The Road Safety Department (Jabatan Keselamatan Jalan Raya - JKJR) was established later, on 15 September 2004, as the lead agency for road safety advocacy. JKJR took over many of MKJR's public awareness and education functions and served as the secretariat for MKJR. The Malaysian Institute of Road Safety Research (MIROS) was established in 2007 as a dedicated body for road safety research.

This restructuring positioned MKJR primarily as an advisory council and stakeholder forum. Effective 1 May 2020, JKJR was dissolved as a separate department and its functions and staff were absorbed into the Road Transport Department (JPJ), under a new Road Safety Division (Bahagian Keselamatan Jalan Raya - BKJR).

State-level MKJRs have also existed, collaborating with state authorities and JKJR/JPJ on local campaigns and initiatives. However, the status and activity of these state councils have varied; for example, the Melaka state government dissolved its MKJR in 2018 before re-establishing it in 2023. The Johor state MKJR was also relaunched in 2017.

== Structure and role ==
MKJR functions as the national advisory council on road safety, chaired by the Minister of Transport and patronised by the Prime Minister. It serves as a platform for stakeholders involved in road safety. State-level MKJR bodies also exist and engage in local road safety advocacy and programmes, often in collaboration with JPJ and other agencies.
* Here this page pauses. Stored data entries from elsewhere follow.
//! Local schema inference, from a description or from uploaded rows.

#[cfg(test)]
#[path = "schema_test.rs"]
mod tests;

use serde_json::Value;

use super::synth::synthesize_rows;
use crate::dataset::Dataset;
use crate::model::{FieldSpec, Schema, SchemaResult};

pub const ESTIMATED_ROWS: u64 = 10_000;
pub const SAMPLE_ROWS: usize = 5;

/// Fields added when the description mentions a keyword, unless a field
/// whose name already contains the keyword exists.
const KEYWORD_FIELDS: &[(&str, &str, &str)] = &[
    ("email", "email", "Email address"),
    ("phone", "phone", "Phone number"),
    ("address", "string", "Street address"),
    ("age", "number", "Age in years"),
    ("price", "number", "Unit price"),
    ("amount", "number", "Monetary amount"),
    ("name", "string", "Full name"),
    ("date", "date", "Calendar date"),
    ("category", "string", "Category label"),
];

const DOMAIN_KEYWORDS: &[(&str, &[&str])] = &[
    ("healthcare", &["patient", "medical", "diagnosis", "hospital", "clinical", "health"]),
    ("finance", &["bank", "transaction", "account", "payment", "loan", "finance"]),
    ("retail", &["product", "customer", "order", "store", "inventory", "retail"]),
];

/// Build a schema from a natural-language description.
///
/// `id` and `created_at` always lead, followed by the domain's core fields
/// and any fields named by description keywords.
#[must_use]
pub fn schema_from_description(description: &str, domain: &str) -> SchemaResult {
    let detected = if domain.trim().is_empty() { detect_domain(description) } else { domain.trim() };

    let mut schema = Schema::new();
    schema.insert("id", FieldSpec::new("uuid", "Unique identifier"));
    schema.insert("created_at", FieldSpec::new("datetime", "Creation timestamp"));
    for (name, spec) in domain_fields(detected) {
        schema.insert(name, spec);
    }

    let words = words(description);
    for (keyword, field_type, label) in KEYWORD_FIELDS {
        let mentioned = words.iter().any(|w| is_keyword_form(w, keyword));
        let covered = schema.iter().any(|(name, _)| name.contains(keyword));
        if mentioned && !covered {
            let spec = if *keyword == "age" {
                FieldSpec::new(field_type, label).with_range(0, 120)
            } else {
                FieldSpec::new(field_type, label)
            };
            schema.insert(*keyword, spec);
        }
    }

    let sample = synthesize_rows(&schema, SAMPLE_ROWS);
    tracing::info!(domain = detected, fields = schema.len(), "built local schema from description");
    SchemaResult {
        schema,
        detected_domain: detected.to_owned(),
        estimated_rows: ESTIMATED_ROWS,
        relationships: vec![Value::String("Basic entity relationships".to_owned())],
        suggestions: vec![Value::String("Connect the AI backend for richer schema generation".to_owned())],
        sample_data: sample.rows,
    }
}

/// Guess a domain from description keywords; `"general"` when none match.
#[must_use]
pub fn detect_domain(description: &str) -> &'static str {
    let lower = description.to_lowercase();
    DOMAIN_KEYWORDS
        .iter()
        .find(|(_, keywords)| keywords.iter().any(|k| lower.contains(k)))
        .map_or("general", |(domain, _)| *domain)
}

/// Infer a column type for every column of an uploaded dataset.
#[must_use]
pub fn infer_schema(dataset: &Dataset) -> Schema {
    let mut schema = Schema::new();
    for column in &dataset.columns {
        let field_type = infer_type(dataset.column(column));
        schema.insert(column.clone(), FieldSpec::new(field_type, &format!("Inferred from uploaded column {column}")));
    }
    schema
}

/// Wrap an inferred schema in a result the orchestrator can treat like a
/// remote answer.
#[must_use]
pub fn schema_from_upload(dataset: &Dataset, domain: &str) -> SchemaResult {
    let schema = infer_schema(dataset);
    SchemaResult {
        schema,
        detected_domain: if domain.is_empty() { "general".to_owned() } else { domain.to_owned() },
        estimated_rows: u64::try_from(dataset.len()).unwrap_or(u64::MAX),
        relationships: Vec::new(),
        suggestions: Vec::new(),
        sample_data: dataset.rows.iter().take(SAMPLE_ROWS).cloned().collect(),
    }
}

fn domain_fields(domain: &str) -> Vec<(&'static str, FieldSpec)> {
    match domain {
        "healthcare" => vec![
            ("patient_id", FieldSpec::new("string", "Patient identifier")),
            ("age", FieldSpec::new("number", "Patient age").with_range(0, 120)),
            ("diagnosis", FieldSpec::new("string", "Medical diagnosis")),
        ],
        "finance" => vec![
            ("account_id", FieldSpec::new("string", "Account identifier")),
            ("amount", FieldSpec::new("number", "Transaction amount")),
            ("transaction_type", FieldSpec::new("string", "Transaction type")),
        ],
        "retail" => vec![
            ("product_name", FieldSpec::new("string", "Product name")),
            ("price", FieldSpec::new("number", "Product price")),
            ("category", FieldSpec::new("string", "Product category")),
        ],
        _ => vec![
            ("name", FieldSpec::new("string", "Entity name")),
            ("value", FieldSpec::new("number", "Numeric value")),
            ("status", FieldSpec::new("string", "Status field")),
        ],
    }
}

fn words(text: &str) -> Vec<String> {
    text.to_lowercase()
        .split(|c: char| !c.is_alphanumeric())
        .filter(|w| !w.is_empty())
        .map(str::to_owned)
        .collect()
}

/// Exact word or its plural (`ages`, `categories`).
pub(super) fn is_keyword_form(word: &str, keyword: &str) -> bool {
    if word == keyword || word.strip_suffix('s') == Some(keyword) || word.strip_suffix("es") == Some(keyword) {
        return true;
    }
    keyword
        .strip_suffix('y')
        .is_some_and(|stem| word.strip_suffix("ies") == Some(stem))
}

fn infer_type<'a>(values: impl Iterator<Item = &'a Value>) -> &'static str {
    let present: Vec<&Value> = values.filter(|v| !v.is_null()).collect();
    if present.is_empty() {
        return "string";
    }
    if present.iter().all(|v| v.is_number()) {
        return "number";
    }
    if present.iter().all(|v| v.is_boolean()) {
        return "boolean";
    }
    let strings: Option<Vec<&str>> = present.iter().map(|v| v.as_str()).collect();
    let Some(strings) = strings else {
        return "string";
    };
    if strings.iter().all(|s| looks_like_email(s)) {
        "email"
    } else if strings.iter().all(|s| looks_like_date(s)) {
        "date"
    } else {
        "string"
    }
}

fn looks_like_email(s: &str) -> bool {
    s.split_once('@').is_some_and(|(user, host)| !user.is_empty() && host.contains('.') && !s.contains(' '))
}

/// `YYYY-MM-DD`, optionally followed by a time part.
fn looks_like_date(s: &str) -> bool {
    let bytes = s.as_bytes();
    bytes.len() >= 10
        && bytes[..4].iter().all(u8::is_ascii_digit)
        && bytes[4] == b'-'
        && bytes[5..7].iter().all(u8::is_ascii_digit)
        && bytes[7] == b'-'
        && bytes[8..10].iter().all(u8::is_ascii_digit)
}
The operational aspects of national road safety advocacy, education, and intervention are primarily handled by the Road Safety Division (Bahagian Keselamatan Jalan Raya - BKJR) within JPJ, which absorbed the functions of the former JKJR. Key functions of BKJR include:
- Planning and coordinating road safety strategies.
- Implementing awareness campaigns (e.g., Tanpa Minggu Tanpa Advokasi - TMTA).
- Coordinating road safety education in the national school curriculum.
- Running intervention programs like the "My Safe Road Program" targeting high-risk districts.
- Engaging with NGOs, corporations, and other stakeholders.
- Formerly acting as the secretariat for MKJR (as JKJR).
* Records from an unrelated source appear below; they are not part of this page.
use super::*;

fn field(field_type: &str) -> FieldSpec {
    FieldSpec::new(field_type, "")
}

#[test]
fn patient_id_at_index_three_is_pt1003_for_any_type() {
    for ty in ["string", "number", "uuid", "mystery"] {
        assert_eq!(synthesize_value("patient_id", &field(ty), 3), json!("PT1003"));
    }
}

#[test]
fn price_is_numeric_string_within_bounds() {
    for i in 0..200 {
        let value = synthesize_value("price", &field("number"), i);
        let text = value.as_str().expect("price renders as a string");
        let parsed: f64 = text.parse().expect("numeric");
        assert!((50.0..550.0).contains(&parsed), "{parsed} out of range");
    }
}

#[test]
fn name_rules_rotate_by_index() {
    let spec = field("string");
    assert_eq!(synthesize_value("full_name", &spec, 0), synthesize_value("full_name", &spec, NAMES.len()));
    assert_ne!(synthesize_value("full_name", &spec, 0), synthesize_value("full_name", &spec, 1));
    assert_eq!(synthesize_value("diagnosis", &spec, 2), json!(DIAGNOSES[2]));
    assert_eq!(synthesize_value("category", &spec, 7), json!(CATEGORIES[7 % CATEGORIES.len()]));
}

#[test]
fn rule_order_is_fixed() {
    // "patient" precedes "name" in the rule list.
    assert_eq!(synthesize_value("patient_name", &field("string"), 0), json!("PT1000"));
    assert_eq!(synthesize_value("account_id", &field("string"), 5), json!("ACC100005"));
}

#[test]
fn field_name_wins_over_description() {
    let spec = FieldSpec::new("number", "Patient age");
    let value = synthesize_value("age", &spec, 0);
    assert_eq!(value, json!(18));
}

#[test]
fn description_rules_apply_when_name_is_opaque() {
    let spec = FieldSpec::new("string", "Contact email");
    assert_eq!(synthesize_value("c1", &spec, 0), json!("user1@example.com"));
}

#[test]
fn description_rules_match_whole_words_only() {
    let spec = FieldSpec::new("number", "Average order value").with_range(0, 10);
    assert_eq!(synthesize_value("metric_x", &spec, 0), json!(0));

    let spec = FieldSpec::new("string", "Shipping addresses on file");
    assert_eq!(synthesize_value("c2", &spec, 0), synthesize_value("address", &field("string"), 0));
}

#[test]
fn examples_take_priority_and_cycle() {
    let mut spec = field("string");
    spec.examples = vec![json!("red"), json!("green")];
    assert_eq!(synthesize_value("patient_color", &spec, 0), json!("red"));
    assert_eq!(synthesize_value("patient_color", &spec, 3), json!("green"));
}

#[test]
fn amount_is_bounded_number() {
    for i in 0..50 {
        let value = synthesize_value("balance", &field("number"), i).as_f64().unwrap();
        assert!((10.0..5000.0).contains(&value));
    }
}

#[test]
fn type_dispatch_covers_declared_types() {
    assert_eq!(synthesize_value("flag", &field("boolean"), 0), json!(true));
    assert_eq!(synthesize_value("flag", &field("boolean"), 1), json!(false));
    assert_eq!(synthesize_value("c", &field("phone"), 2), json!("+1-555-1002"));
    assert_eq!(synthesize_value("c", &field("email"), 0), json!("user1@example.com"));

    let id = synthesize_value("ref", &field("uuid"), 0);
    assert!(Uuid::parse_str(id.as_str().unwrap()).is_ok());

    let day = synthesize_value("when", &field("date"), 0);
    assert_eq!(day.as_str().unwrap().len(), 10);

    let stamp = synthesize_value("when", &field("datetime"), 0);
    assert!(OffsetDateTime::parse(stamp.as_str().unwrap(), &Rfc3339).is_ok());
}

#[test]
fn numbers_step_through_constraints() {
    let spec = FieldSpec::new("integer", "").with_range(0, 100);
    assert_eq!(synthesize_value("score", &spec, 0), json!(0));
    assert_eq!(synthesize_value("score", &spec, 3), json!(30));
    assert_eq!(synthesize_value("score", &spec, 13), json!(30));
}

#[test]
fn strings_use_description_slug() {
    let spec = FieldSpec::new("string", "Transaction type");
    assert_eq!(synthesize_value("transaction_type", &spec, 0), json!("sample_transaction_type_1"));
}

#[test]
fn unknown_type_gets_labeled_placeholder() {
    assert_eq!(synthesize_value("blob", &field("binary"), 1), json!("blob_binary_2"));
}

#[test]
fn rows_follow_schema_order() {
    let mut schema = Schema::new();
    schema.insert("patient_id", field("string"));
    schema.insert("diagnosis", field("string"));
    let dataset = synthesize_rows(&schema, 4);
    assert_eq!(dataset.columns, vec!["patient_id", "diagnosis"]);
    assert_eq!(dataset.len(), 4);
    assert_eq!(dataset.rows[3]["patient_id"], json!("PT1003"));
}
== Recent developments and concerns ==
In 2024, concerns were publicly raised by road safety activists and figures linked to state MKJRs regarding the national MKJR's lack of activity, particularly the failure to hold an Annual General Meeting (AGM). This period of inactivity coincided with the absorption of its secretariat (JKJR) into JPJ in 2020.

Critics have argued that this situation has led to a lack of direction, waning enthusiasm among members, and questions over MKJR's legitimacy as a registered NGO due to the failure to hold AGMs. Calls were made in 2023 and 2024 for the Ministry of Transport and the Prime Minister to intervene, revitalize the council at national and state levels, and ensure better coordination between MKJR and JPJ's Road Safety Division to achieve the national road safety targets.
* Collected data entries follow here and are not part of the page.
use futures_util::{SinkExt, StreamExt};
use time::OffsetDateTime;
use tokio::sync::{mpsc, watch};
use tokio::task::JoinHandle;
use tokio_tungstenite::connect_async;
use tokio_tungstenite::tungstenite::Message;
use tokio_tungstenite::tungstenite::protocol::CloseFrame;
use tokio_tungstenite::tungstenite::protocol::frame::coding::CloseCode;

use super::message::ping_frame;
use super::router::MessageRouter;
use crate::config::ConnectionSettings;
use crate::error::ClientError;

pub const CLOSE_NORMAL: u16 = 1000;
pub const CLOSE_GOING_AWAY: u16 = 1001;
pub const CLOSE_NO_STATUS: u16 = 1005;
pub const CLOSE_ABNORMAL: u16 = 1006;

#[derive(Debug, Clone, Copy, PartialEq, Eq)]
pub enum ConnectionState {
    Disconnected,
    Connecting,
    Connected,
    Error,
}

/// Event delivered by a transport to the manager.
#[derive(Debug, Clone, PartialEq, Eq)]
pub enum ChannelEvent {
    Text(String),
    Closed { code: u16, reason: String },
}

/// Frame handed by the manager to a transport.
#[derive(Debug, Clone, PartialEq, Eq)]
pub enum OutboundFrame {
    Text(String),
    Close { code: u16 },
}

/// Both halves of an open duplex channel.
pub struct DuplexChannel {
    pub outbound: mpsc::UnboundedSender<OutboundFrame>,
    pub inbound: mpsc::UnboundedReceiver<ChannelEvent>,
}

/// Opens duplex channels.
#[async_trait::async_trait]
pub trait Dialer: Send + Sync {
    async fn dial(&self, url: &str) -> Result<DuplexChannel, ClientError>;
}

/// WebSocket transport backed by tokio-tungstenite.
pub struct WsDialer;

#[async_trait::async_trait]
impl Dialer for WsDialer {
    async fn dial(&self, url: &str) -> Result<DuplexChannel, ClientError> {
        let (stream, _) = connect_async(url)
            .await
            .map_err(|e| ClientError::Channel(format!("websocket connect failed: {e}")))?;
        let (mut sink, mut source) = stream.split();
        let (outbound_tx, mut outbound_rx) = mpsc::unbounded_channel::<OutboundFrame>();
        let (inbound_tx, inbound_rx) = mpsc::unbounded_channel::<ChannelEvent>();

        tokio::spawn(async move {
            while let Some(frame) = outbound_rx.recv().await {
                match frame {
                    OutboundFrame::Text(text) => {
                        if sink.send(Message::Text(text.into())).await.is_err() {
                            break;
                        }
                    }
                    OutboundFrame::Close { code } => {
                        let close = CloseFrame { code: CloseCode::from(code), reason: "".into() };
                        let _ = sink.send(Message::Close(Some(close))).await;
                        break;
                    }
                }
            }
        });

        tokio::spawn(async move {
            let mut code = CLOSE_ABNORMAL;
            let mut reason = String::new();
            while let Some(msg) = source.next().await {
                match msg {
                    Ok(Message::Text(text)) => {
                        if inbound_tx.send(ChannelEvent::Text(text.as_str().to_owned())).is_err() {
                            return;
                        }
                    }
                    Ok(Message::Close(frame)) => {
                        if let Some(frame) = frame {
                            code = u16::from(frame.code);
                            reason = frame.reason.as_str().to_owned();
                        } else {
                            code = CLOSE_NO_STATUS;
                        }
                        break;
                    }
                    Ok(_) => {}
                    Err(e) => {
                        tracing::warn!(error = %e, "websocket receive failed");
                        break;
                    }
                }
            }
            let _ = inbound_tx.send(ChannelEvent::Closed { code, reason });
        });

        Ok(DuplexChannel { outbound: outbound_tx, inbound: inbound_rx })
    }
}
MKJR's official website states its continued focus on the Safe System Approach and supporting targeted safety initiatives aligned with the Malaysian Road Safety Plan 2022–2030. Key programmes include the "My Safe Road" district-level initiative, which uses data to address local accident blackspots and protect vulnerable road users, and the "Safe School Zone" project, which advocates for reduced speed limits and improved infrastructure around educational institutions. Furthermore, the council leverages its inter-ministerial structure to advocate for evidence-based national policies and operates the Road Safety Leadership Fellowship Programme to build long-term capacity among young leaders. The site also lists Anthony Loke and Hasbi Habibollah as its current Chairman and Deputy Chairman, respectively.